Ça restera toujours un peu étrange que notre soie dentaire préférée soit soudainement emballée dans le drapeau LGBTQ+, afin de nous sensibiliser aux injustices à chaque récurage de prémolaires. Acte de sensibilisation ou récupération? Quand on répond B, on se fait souvent accuser de faire pipi sur la parade des pauvres entreprises qui veulent juste bien faire. Justement, tant qu’à bien faire, essayez de ne pas vous mettre dans nos jambes en voulant voler le spotlight avec vos initiatives qui ne servent que vos intérêts. L’émeute de Stonewall n’était pas présentée par The Brick, et le raid du Sex Garage (googlez cette histoire!) n’était pas commandité par Nissan.

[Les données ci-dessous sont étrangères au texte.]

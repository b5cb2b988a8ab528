//! Missing-measurement estimation.
//!
//! For each processing record of an assessment, every null measurement is
//! replaced with a benchmark-derived value and the record is flagged
//! `ai_estimated`. Records that are already complete are left untouched.
//!
//! Baselines sit at the 60th percentile of the metal's benchmark range and are
//! scaled by the correction factors of the assessment's first material record.
//! Equipment efficiency gets a uniform jitter drawn from the injected RNG.

use std::collections::BTreeSet;

use rand::{Rng, SeedableRng};
use rand_chacha::ChaCha8Rng;

use lca_core::entities::{MaterialRecord, ProcessingRecord};
use lca_core::enums::{ExtractionMethod, MeasurementField};
use lca_core::factors::{FactorTables, MetalBenchmark};
use lca_core::ids::validate_assessment_id;
use lca_core::responses::{EstimationReport, RecordFailure};
use lca_db::service::LcaService;
use lca_db::updates::processing::{ProcessingUpdate, ProcessingUpdateBuilder};

use crate::correction::CorrectionFactors;
use crate::error::EngineError;
use crate::rounding::round_to;

const BENCHMARK_PERCENTILE: f64 = 0.6;
const EFFICIENCY_JITTER_PCT: f64 = 5.0;

const CONFIDENCE_CEILING: f64 = 0.90;
const CONFIDENCE_FLOOR: f64 = 0.70;

/// Build the jitter source: seeded when reproducibility is wanted, from OS
/// entropy otherwise.
#[must_use]
pub fn jitter_rng(seed: Option<u64>) -> ChaCha8Rng {
    seed.map_or_else(ChaCha8Rng::from_entropy, ChaCha8Rng::seed_from_u64)
}

/// Per-run estimation inputs, fixed once the assessment has been read.
#[derive(Debug, Clone, Copy)]
struct Baselines {
    energy_kwh: f64,
    water_m3: f64,
    waste_tons: f64,
    efficiency_pct: f64,
}

impl Baselines {
    fn new(benchmark: &MetalBenchmark, representative: Option<&MaterialRecord>) -> Self {
        let correction = CorrectionFactors::from_material(representative).combined();
        let quantity = representative
            .and_then(|material| material.quantity_tons)
            .unwrap_or(1.0);

        Self {
            energy_kwh: round_to(
                benchmark.energy_consumption.percentile(BENCHMARK_PERCENTILE) * correction,
                2,
            ),
            water_m3: round_to(
                benchmark.water_usage.percentile(BENCHMARK_PERCENTILE) * correction,
                2,
            ),
            waste_tons: round_to(
                benchmark.waste_generation.percentile(BENCHMARK_PERCENTILE) * correction * quantity,
                2,
            ),
            efficiency_pct: efficiency_baseline(
                representative.and_then(MaterialRecord::extraction),
            ),
        }
    }
}

const fn efficiency_baseline(method: Option<ExtractionMethod>) -> f64 {
    match method {
        Some(ExtractionMethod::Recycled) => 85.0,
        Some(ExtractionMethod::Underground) => 70.0,
        Some(ExtractionMethod::OpenPit) | None => 75.0,
    }
}

/// Fills null processing measurements for one assessment per call.
pub struct Estimator<'a, R> {
    service: &'a LcaService,
    factors: &'a FactorTables,
    rng: R,
}

impl<'a, R: Rng> Estimator<'a, R> {
    pub const fn new(service: &'a LcaService, factors: &'a FactorTables, rng: R) -> Self {
        Self {
            service,
            factors,
            rng,
        }
    }

    /// Estimate every missing measurement of the assessment's processing records.
    ///
    /// A record write that fails does not abort the run: it is listed in the
    /// report's `failures` and excluded from `estimated_count` and
    /// `estimated_fields`.
    ///
    /// # Errors
    ///
    /// - `InvalidIdentifier` for a non-positive id.
    /// - `AssessmentNotFound` when no assessment has that id.
    /// - `UnsupportedMetalType` when the metal has no benchmark; nothing is written.
    /// - `InternalFailure` when the records cannot be read.
    pub async fn estimate_missing(
        &mut self,
        assessment_id: i64,
    ) -> Result<EstimationReport, EngineError> {
        let assessment_id = validate_assessment_id(assessment_id)?;

        let assessment = self
            .service
            .get_assessment(assessment_id)
            .await
            .map_err(|e| EngineError::from_lookup(assessment_id, e))?;

        let (materials, processing) = tokio::try_join!(
            self.service.list_materials_for_assessment(assessment_id),
            self.service.list_processing_for_assessment(assessment_id),
        )?;

        let benchmark = assessment
            .metal()
            .map(|metal| self.factors.benchmarks.get(metal))
            .ok_or_else(|| EngineError::UnsupportedMetalType {
                metal: assessment.metal_type.clone(),
            })?;

        let baselines = Baselines::new(benchmark, materials.first());
        tracing::debug!(
            assessment_id,
            metal = %assessment.metal_type,
            ?baselines,
            "estimation baselines"
        );

        let mut estimated_count = 0u32;
        let mut estimated_fields = BTreeSet::new();
        let mut failures = Vec::new();

        for record in &processing {
            let missing = record.missing_fields();
            if missing.is_empty() {
                continue;
            }

            let update = self.fill(&baselines, &missing);
            match self.service.update_processing(record.id, &update).await {
                Ok(_) => {
                    tracing::debug!(record_id = record.id, fields = missing.len(), "record estimated");
                    estimated_count += 1;
                    estimated_fields.extend(missing);
                }
                Err(error) => {
                    let error = EngineError::from(error);
                    tracing::warn!(record_id = record.id, %error, "estimated values not written");
                    failures.push(RecordFailure {
                        record_id: record.id,
                        code: error.code().to_string(),
                        message: error.to_string(),
                    });
                }
            }
        }

        let confidence_score = confidence_score(&materials, &processing, failures.len());

        tracing::info!(
            assessment_id,
            estimated_count,
            failed = failures.len(),
            confidence_score,
            "estimation finished"
        );

        Ok(EstimationReport {
            assessment_id,
            estimated_count,
            estimated_fields,
            confidence_score,
            failures,
        })
    }

    fn fill(&mut self, baselines: &Baselines, missing: &[MeasurementField]) -> ProcessingUpdate {
        let mut builder = ProcessingUpdateBuilder::new().ai_estimated(true);
        for field in missing {
            let value = match field {
                MeasurementField::EnergyConsumptionKwh => baselines.energy_kwh,
                MeasurementField::WaterUsageM3 => baselines.water_m3,
                MeasurementField::WasteGenerationTons => baselines.waste_tons,
                MeasurementField::EquipmentEfficiencyPct => {
                    let jitter = self
                        .rng
                        .gen_range(-EFFICIENCY_JITTER_PCT..=EFFICIENCY_JITTER_PCT);
                    round_to(baselines.efficiency_pct + jitter, 2)
                }
            };
            builder = builder.measurement(*field, value);
        }
        builder.build()
    }
}

/// Heuristic trust in the estimates, in `[0.70, 0.90]`.
///
/// `unwritten` is the number of records that needed estimates but could not
/// be updated; those still carry nulls.
fn confidence_score(
    materials: &[MaterialRecord],
    processing: &[ProcessingRecord],
    unwritten: usize,
) -> f64 {
    let mut score = CONFIDENCE_CEILING;

    if materials.is_empty() {
        score -= 0.10;
    }
    if materials.iter().any(|m| m.ore_grade_pct.is_none()) {
        score -= 0.05;
    }
    if materials.iter().any(|m| m.extraction_method.is_none()) {
        score -= 0.05;
    }
    if unwritten * 2 > processing.len() {
        score -= 0.10;
    }

    round_to(score.clamp(CONFIDENCE_FLOOR, CONFIDENCE_CEILING), 2)
}

#[cfg(test)]
mod tests {
    use super::*;
    use chrono::Utc;
    use lca_core::enums::MetalType;
    use rstest::rstest;

    fn material(grade: Option<f64>, method: Option<&str>, quantity: Option<f64>) -> MaterialRecord {
        MaterialRecord {
            id: 1,
            assessment_id: 1,
            ore_grade_pct: grade,
            extraction_method: method.map(String::from),
            quantity_tons: quantity,
            created_at: Utc::now(),
            updated_at: Utc::now(),
        }
    }

    fn empty_processing(id: i64) -> ProcessingRecord {
        ProcessingRecord {
            id,
            assessment_id: 1,
            energy_consumption_kwh: None,
            water_usage_m3: None,
            waste_generation_tons: None,
            equipment_efficiency_pct: None,
            ai_estimated: false,
            created_at: Utc::now(),
            updated_at: Utc::now(),
        }
    }

    #[test]
    fn steel_baselines_without_material() {
        let tables = FactorTables::default();
        let baselines = Baselines::new(tables.benchmarks.get(MetalType::Steel), None);
        assert!((baselines.energy_kwh - 2040.0).abs() < 1e-9);
        assert!((baselines.water_m3 - 4.8).abs() < 1e-9);
        assert!((baselines.waste_tons - 0.32).abs() < 1e-9);
        assert!((baselines.efficiency_pct - 75.0).abs() < f64::EPSILON);
    }

    #[test]
    fn waste_scales_with_quantity() {
        let tables = FactorTables::default();
        let steel = material(Some(3.0), Some("open_pit"), Some(10.0));
        let baselines = Baselines::new(tables.benchmarks.get(MetalType::Steel), Some(&steel));
        assert!((baselines.waste_tons - 3.2).abs() < 1e-9);
        assert!((baselines.energy_kwh - 2040.0).abs() < 1e-9);
    }

    #[test]
    fn efficiency_baseline_by_method() {
        assert!((efficiency_baseline(Some(ExtractionMethod::Recycled)) - 85.0).abs() < f64::EPSILON);
        assert!((efficiency_baseline(Some(ExtractionMethod::Underground)) - 70.0).abs() < f64::EPSILON);
        assert!((efficiency_baseline(None) - 75.0).abs() < f64::EPSILON);
    }

    #[test]
    fn confidence_full_marks() {
        let materials = [material(Some(1.0), Some("open_pit"), None)];
        let score = confidence_score(&materials, &[empty_processing(1)], 0);
        assert!((score - 0.90).abs() < f64::EPSILON);
    }

    #[test]
    fn confidence_no_materials() {
        let score = confidence_score(&[], &[empty_processing(1)], 0);
        assert!((score - 0.80).abs() < f64::EPSILON);
    }

    #[test]
    fn confidence_hits_floor() {
        let materials = [material(None, None, None)];
        let processing = [empty_processing(1), empty_processing(2), empty_processing(3)];
        let score = confidence_score(&materials, &processing, 2);
        assert!((score - 0.70).abs() < f64::EPSILON);
    }

    #[test]
    fn confidence_exactly_half_unwritten_is_not_penalised() {
        let materials = [material(Some(1.0), Some("recycled"), None)];
        let processing = [empty_processing(1), empty_processing(2)];
        let score = confidence_score(&materials, &processing, 1);
        assert!((score - 0.90).abs() < f64::EPSILON);
    }

    /// Material sets covering every combination the score looks at.
    fn material_set(kind: usize) -> Vec<MaterialRecord> {
        match kind {
            0 => Vec::new(),
            1 => vec![material(Some(3.0), Some("open_pit"), Some(1.0))],
            2 => vec![material(None, Some("recycled"), None)],
            3 => vec![material(Some(0.5), None, None)],
            4 => vec![material(None, None, None)],
            _ => vec![
                material(None, Some("underground"), None),
                material(Some(6.0), None, Some(2.0)),
            ],
        }
    }

    #[rstest]
    fn confidence_bounded_for_every_combination(
        #[values(0, 1, 2, 3, 4, 5)] kind: usize,
        #[values(1, 2, 3, 4)] records: usize,
        #[values(0, 1, 2, 3, 4)] unwritten: usize,
    ) {
        if unwritten > records {
            return;
        }
        let materials = material_set(kind);
        let processing: Vec<_> = (1..=i64::try_from(records).unwrap()).map(empty_processing).collect();

        let score = confidence_score(&materials, &processing, unwritten);

        let mut expected = 0.90;
        if materials.is_empty() {
            expected -= 0.10;
        }
        if materials.iter().any(|m| m.ore_grade_pct.is_none()) {
            expected -= 0.05;
        }
        if materials.iter().any(|m| m.extraction_method.is_none()) {
            expected -= 0.05;
        }
        if unwritten * 2 > records {
            expected -= 0.10;
        }
        let expected = f64::max(expected, 0.70);

        assert!((0.70..=0.90).contains(&score), "score {score} out of bounds");
        assert!((score - expected).abs() < 1e-9, "expected {expected}, got {score}");
        assert!(
            ((score * 100.0).round() - score * 100.0).abs() < 1e-9,
            "{score} has more than two decimals"
        );
    }

    #[test]
    fn seeded_rng_is_reproducible() {
        let mut a = jitter_rng(Some(7));
        let mut b = jitter_rng(Some(7));
        let x: f64 = a.gen_range(-5.0..=5.0);
        let y: f64 = b.gen_range(-5.0..=5.0);
        assert!((x - y).abs() < f64::EPSILON);
    }
}
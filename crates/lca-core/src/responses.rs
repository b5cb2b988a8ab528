//! Response types returned by the estimation and aggregation operations.
//!
//! These are the JSON shapes printed by `lca estimate` and `lca impacts`.

use std::collections::BTreeSet;

use chrono::{DateTime, Utc};
use schemars::JsonSchema;
use serde::{Deserialize, Serialize};

use crate::enums::{MeasurementField, SummaryOutcome};

/// A processing record whose estimated values could not be written.
#[derive(Debug, Clone, Serialize, Deserialize, JsonSchema, PartialEq, Eq)]
pub struct RecordFailure {
    pub record_id: i64,
    pub code: String,
    pub message: String,
}

/// Result of `lca estimate`.
#[derive(Debug, Clone, Serialize, Deserialize, JsonSchema, PartialEq)]
pub struct EstimationReport {
    pub assessment_id: i64,
    /// Records updated by this run. A record counts once however many fields it gained.
    pub estimated_count: u32,
    /// Fields filled on at least one successfully updated record.
    pub estimated_fields: BTreeSet<MeasurementField>,
    /// Within `[0.70, 0.90]`, two decimals.
    pub confidence_score: f64,
    /// Per-record write failures. Empty on a clean run.
    #[serde(default)]
    pub failures: Vec<RecordFailure>,
}

impl EstimationReport {
    /// True when some records were left unwritten.
    #[must_use]
    pub fn is_partial(&self) -> bool {
        !self.failures.is_empty()
    }
}

/// CO₂ contributions in tons.
#[derive(Debug, Clone, Copy, Serialize, Deserialize, JsonSchema, PartialEq)]
pub struct Co2Breakdown {
    pub material_extraction_tons: f64,
    pub processing_tons: f64,
    pub transportation_tons: f64,
}

/// Result of `lca impacts`.
#[derive(Debug, Clone, Serialize, Deserialize, JsonSchema, PartialEq)]
pub struct ImpactComputation {
    pub assessment_id: i64,
    pub co2_emissions_tons: f64,
    pub total_energy_kwh: f64,
    pub total_water_m3: f64,
    pub total_waste_tons: f64,
    pub co2_breakdown: Co2Breakdown,
    pub calculated_at: DateTime<Utc>,
    pub outcome: SummaryOutcome,
}
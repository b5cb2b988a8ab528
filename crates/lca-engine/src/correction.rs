//! Correction factors derived from the representative material record.
//!
//! Benchmarks describe typical primary production. Low-grade ore costs more
//! energy per ton of metal, rich ore less; recycled feed skips most of the
//! extraction chain.

use lca_core::entities::MaterialRecord;
use lca_core::enums::ExtractionMethod;

/// Multiplicative adjustments applied to benchmark baselines.
#[derive(Debug, Clone, Copy, PartialEq)]
pub struct CorrectionFactors {
    pub ore_grade: f64,
    pub extraction: f64,
    pub efficiency: f64,
}

impl CorrectionFactors {
    /// No adjustment, used when the assessment has no material.
    pub const NEUTRAL: Self = Self {
        ore_grade: 1.0,
        extraction: 1.0,
        efficiency: 1.0,
    };

    #[must_use]
    pub fn from_material(material: Option<&MaterialRecord>) -> Self {
        let Some(material) = material else {
            return Self::NEUTRAL;
        };
        Self {
            ore_grade: ore_grade_factor(material.ore_grade_pct),
            extraction: extraction_factor(material.extraction()),
            efficiency: 1.0,
        }
    }

    /// Product of the three factors.
    #[must_use]
    pub fn combined(&self) -> f64 {
        self.ore_grade * self.extraction * self.efficiency
    }
}

fn ore_grade_factor(grade_pct: Option<f64>) -> f64 {
    match grade_pct {
        Some(grade) if grade < 1.0 => 1.30,
        Some(grade) if grade < 2.0 => 1.15,
        Some(grade) if grade > 5.0 => 0.85,
        _ => 1.0,
    }
}

fn extraction_factor(method: Option<ExtractionMethod>) -> f64 {
    match method {
        Some(ExtractionMethod::Recycled) => 0.30,
        Some(ExtractionMethod::Underground) => 1.20,
        Some(ExtractionMethod::OpenPit) | None => 1.0,
    }
}

#[cfg(test)]
mod tests {
    use super::*;
    use chrono::Utc;
    use rstest::rstest;

    fn material(grade: Option<f64>, method: Option<&str>) -> MaterialRecord {
        MaterialRecord {
            id: 1,
            assessment_id: 1,
            ore_grade_pct: grade,
            extraction_method: method.map(String::from),
            quantity_tons: None,
            created_at: Utc::now(),
            updated_at: Utc::now(),
        }
    }

    #[rstest]
    #[case(Some(0.8), 1.30)]
    #[case(Some(0.999), 1.30)]
    #[case(Some(1.0), 1.15)]
    #[case(Some(1.99), 1.15)]
    #[case(Some(2.0), 1.0)]
    #[case(Some(5.0), 1.0)]
    #[case(Some(5.01), 0.85)]
    #[case(None, 1.0)]
    fn ore_grade_steps(#[case] grade: Option<f64>, #[case] expected: f64) {
        let factors = CorrectionFactors::from_material(Some(&material(grade, None)));
        assert!((factors.ore_grade - expected).abs() < f64::EPSILON);
    }

    #[rstest]
    #[case(Some("recycled"), 0.30)]
    #[case(Some("underground"), 1.20)]
    #[case(Some("open_pit"), 1.0)]
    #[case(Some("heap_leach"), 1.0)]
    #[case(Some("Recycled"), 1.0)]
    #[case(None, 1.0)]
    fn extraction_steps(#[case] method: Option<&str>, #[case] expected: f64) {
        let factors = CorrectionFactors::from_material(Some(&material(Some(3.0), method)));
        assert!((factors.extraction - expected).abs() < f64::EPSILON);
    }

    #[test]
    fn absent_material_is_neutral() {
        let factors = CorrectionFactors::from_material(None);
        assert_eq!(factors, CorrectionFactors::NEUTRAL);
        assert!((factors.combined() - 1.0).abs() < f64::EPSILON);
    }

    #[test]
    fn low_grade_recycled_combines() {
        let factors = CorrectionFactors::from_material(Some(&material(Some(0.8), Some("recycled"))));
        assert!((factors.combined() - 0.39).abs() < 1e-12);
    }
}
use clap::Parser;

pub mod global;
pub mod root_commands;
pub mod subcommands;

pub use global::{GlobalFlags, OutputFormat};
pub use root_commands::Commands;

/// Top-level CLI parser for the `lca` binary.
#[derive(Debug, Parser)]
#[command(
    name = "lca",
    version,
    about = "Metal life-cycle assessment: estimate missing data, aggregate impacts"
)]
pub struct Cli {
    #[command(subcommand)]
    pub command: Commands,

    /// Output format: json, table, raw
    #[arg(short, long, global = true, default_value = "json")]
    pub format: OutputFormat,

    /// Max results to return from list commands
    #[arg(short, long, global = true)]
    pub limit: Option<u32>,

    /// Quiet mode (errors only)
    #[arg(short, long, global = true)]
    pub quiet: bool,

    /// Verbose mode (debug logging)
    #[arg(short, long, global = true)]
    pub verbose: bool,

    /// Database path (overrides `database.path` from config)
    #[arg(long, global = true)]
    pub db: Option<String>,

    /// Fixed seed for equipment-efficiency jitter
    #[arg(long, global = true)]
    pub seed: Option<u64>,
}

impl Cli {
    /// Extract ergonomic global flags struct for command handlers.
    #[must_use]
    pub fn global_flags(&self) -> GlobalFlags {
        GlobalFlags {
            format: self.format,
            limit: self.limit,
            quiet: self.quiet,
            verbose: self.verbose,
            db: self.db.clone(),
            seed: self.seed,
        }
    }
}
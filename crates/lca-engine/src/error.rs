//! Engine error types.
//!
//! Every variant carries a stable machine code and an HTTP-equivalent status so
//! callers outside the process can branch on them without parsing messages.

use serde::Serialize;

use lca_core::errors::CoreError;
use lca_db::error::DatabaseError;

#[derive(Debug, thiserror::Error)]
pub enum EngineError {
    /// Assessment id missing, non-numeric, or not positive.
    #[error("invalid assessment identifier: {0}")]
    InvalidIdentifier(String),

    #[error("assessment {id} not found")]
    AssessmentNotFound { id: i64 },

    /// No benchmark exists for the assessment's metal.
    #[error("unsupported metal type '{metal}'")]
    UnsupportedMetalType { metal: String },

    /// The records present are not enough to compute impacts.
    #[error("insufficient data: {reason}")]
    InsufficientData { reason: String },

    /// Any persistence or unexpected fault.
    #[error("internal failure: {0}")]
    InternalFailure(String),
}

impl EngineError {
    #[must_use]
    pub const fn code(&self) -> &'static str {
        match self {
            Self::InvalidIdentifier(_) => "INVALID_IDENTIFIER",
            Self::AssessmentNotFound { .. } => "ASSESSMENT_NOT_FOUND",
            Self::UnsupportedMetalType { .. } => "UNSUPPORTED_METAL_TYPE",
            Self::InsufficientData { .. } => "INSUFFICIENT_DATA",
            Self::InternalFailure(_) => "INTERNAL_FAILURE",
        }
    }

    #[must_use]
    pub const fn status(&self) -> u16 {
        match self {
            Self::InvalidIdentifier(_) => 400,
            Self::AssessmentNotFound { .. } => 404,
            Self::UnsupportedMetalType { .. } | Self::InsufficientData { .. } => 422,
            Self::InternalFailure(_) => 500,
        }
    }

    /// Wire shape of this error.
    #[must_use]
    pub fn payload(&self) -> ErrorPayload {
        ErrorPayload {
            code: self.code(),
            status: self.status(),
            message: self.to_string(),
        }
    }

    /// Map a failed assessment lookup: a missing row is not-found, anything
    /// else is internal.
    #[must_use]
    pub fn from_lookup(id: i64, error: DatabaseError) -> Self {
        match error {
            DatabaseError::NoResult => Self::AssessmentNotFound { id },
            other => other.into(),
        }
    }
}

impl From<DatabaseError> for EngineError {
    fn from(error: DatabaseError) -> Self {
        Self::InternalFailure(error.to_string())
    }
}

impl From<CoreError> for EngineError {
    fn from(error: CoreError) -> Self {
        match error {
            CoreError::InvalidIdentifier(reason) => Self::InvalidIdentifier(reason),
            CoreError::Validation(reason) => Self::InternalFailure(reason),
        }
    }
}

/// `{code, status, message}` as printed by the CLI.
#[derive(Debug, Clone, Serialize, PartialEq, Eq)]
pub struct ErrorPayload {
    pub code: &'static str,
    pub status: u16,
    pub message: String,
}

#[cfg(test)]
mod tests {
    use super::*;
    use pretty_assertions::assert_eq;

    #[test]
    fn codes_and_statuses() {
        let cases = [
            (EngineError::InvalidIdentifier("x".into()), "INVALID_IDENTIFIER", 400),
            (EngineError::AssessmentNotFound { id: 7 }, "ASSESSMENT_NOT_FOUND", 404),
            (
                EngineError::UnsupportedMetalType { metal: "titanium".into() },
                "UNSUPPORTED_METAL_TYPE",
                422,
            ),
            (
                EngineError::InsufficientData { reason: "no materials".into() },
                "INSUFFICIENT_DATA",
                422,
            ),
            (EngineError::InternalFailure("boom".into()), "INTERNAL_FAILURE", 500),
        ];
        for (error, code, status) in cases {
            assert_eq!(error.code(), code);
            assert_eq!(error.status(), status);
        }
    }

    #[test]
    fn lookup_mapping() {
        assert!(matches!(
            EngineError::from_lookup(3, DatabaseError::NoResult),
            EngineError::AssessmentNotFound { id: 3 }
        ));
        assert!(matches!(
            EngineError::from_lookup(3, DatabaseError::Query("bad".into())),
            EngineError::InternalFailure(_)
        ));
    }

    #[test]
    fn payload_carries_full_message() {
        let payload = EngineError::UnsupportedMetalType {
            metal: "titanium".into(),
        }
        .payload();
        assert_eq!(
            serde_json::to_value(&payload).unwrap(),
            serde_json::json!({
                "code": "UNSUPPORTED_METAL_TYPE",
                "status": 422,
                "message": "unsupported metal type 'titanium'"
            })
        );
    }

    #[test]
    fn core_identifier_error_maps_through() {
        let error: EngineError = CoreError::InvalidIdentifier("abc".into()).into();
        assert_eq!(error.code(), "INVALID_IDENTIFIER");
    }
}
//! Entity structs for assessments and their activity records.
//!
//! Each entity maps to a table in the libSQL database (see `lca-db` migrations).
//! All structs derive `Serialize`, `Deserialize`, and `JsonSchema` for JSON roundtrip
//! and schema validation.

mod assessment;
mod material;
mod processing;
mod summary;
mod transport;

pub use assessment::Assessment;
pub use material::MaterialRecord;
pub use processing::ProcessingRecord;
pub use summary::ImpactSummary;
pub use transport::TransportRecord;
use anyhow::Context;
use lca_config::LcaConfig;
use lca_db::service::LcaService;

use crate::cli::GlobalFlags;

/// Shared application resources initialized once at startup.
pub struct AppContext {
    pub service: LcaService,
    pub config: LcaConfig,
}

impl AppContext {
    /// Open the assessment store. `--db` wins over `database.path`.
    pub async fn init(config: LcaConfig, flags: &GlobalFlags) -> anyhow::Result<Self> {
        let db_path = flags.db.as_deref().unwrap_or(&config.database.path);

        let service = LcaService::new_local(db_path)
            .await
            .with_context(|| format!("failed to open assessment store at '{db_path}'"))?;

        Ok(Self { service, config })
    }

    /// Jitter seed: `--seed` first, then `estimation.seed`.
    #[must_use]
    pub fn seed(&self, flags: &GlobalFlags) -> Option<u64> {
        flags.seed.or(self.config.estimation.seed)
    }
}
use anyhow::bail;
use lca_core::enums::{AssessmentStatus, MetalType};
use lca_db::error::DatabaseError;

use crate::cli::GlobalFlags;
use crate::cli::subcommands::AssessmentCommands;
use crate::commands::shared::assessment::require_assessment;
use crate::commands::shared::limit::effective_limit;
use crate::context::AppContext;
use crate::output::output;

/// Handle `lca assessment`.
pub async fn handle(
    action: &AssessmentCommands,
    ctx: &AppContext,
    flags: &GlobalFlags,
) -> anyhow::Result<()> {
    match action {
        AssessmentCommands::Create { name, metal } => create(name, metal, ctx, flags).await,
        AssessmentCommands::Get { id } => {
            let assessment = require_assessment(ctx, id).await?;
            output(&assessment, flags.format)
        }
        AssessmentCommands::List { limit } => {
            let limit = effective_limit(*limit, flags.limit, ctx.config.general.default_limit);
            let assessments = ctx.service.list_assessments(limit).await?;
            output(&assessments, flags.format)
        }
        AssessmentCommands::Start { id } => start(id, ctx, flags).await,
    }
}

async fn create(name: &str, metal: &str, ctx: &AppContext, flags: &GlobalFlags) -> anyhow::Result<()> {
    if name.trim().is_empty() {
        bail!("assessment name must not be empty");
    }
    // Stored verbatim: estimation rejects unknown metals, aggregation falls back.
    if MetalType::parse(metal).is_none() {
        tracing::warn!(metal, "metal has no benchmark; estimation will reject this assessment");
    }
    let assessment = ctx.service.create_assessment(name, metal).await?;
    output(&assessment, flags.format)
}

async fn start(raw_id: &str, ctx: &AppContext, flags: &GlobalFlags) -> anyhow::Result<()> {
    let assessment = require_assessment(ctx, raw_id).await?;
    match ctx
        .service
        .update_assessment_status(assessment.id, AssessmentStatus::InProgress)
        .await
    {
        Ok(updated) => output(&updated, flags.format),
        Err(DatabaseError::InvalidState(reason)) => bail!(reason),
        Err(error) => Err(error.into()),
    }
}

S’il faut absolument vivre dans le capitalisme (on a vérifié, pis semblerait qu’on est pognés avec), aussi bien que ça serve: arrangez-vous pour que votre prochain sac banane arc-en-ciel avec votre logo d’entreprise soit bourré de cash pour des associations LGBTQ+ pis des programmes d’inclusion en ressources humaines si on est pour se trémousser avec en chantant du Britney sur René-Lévesque.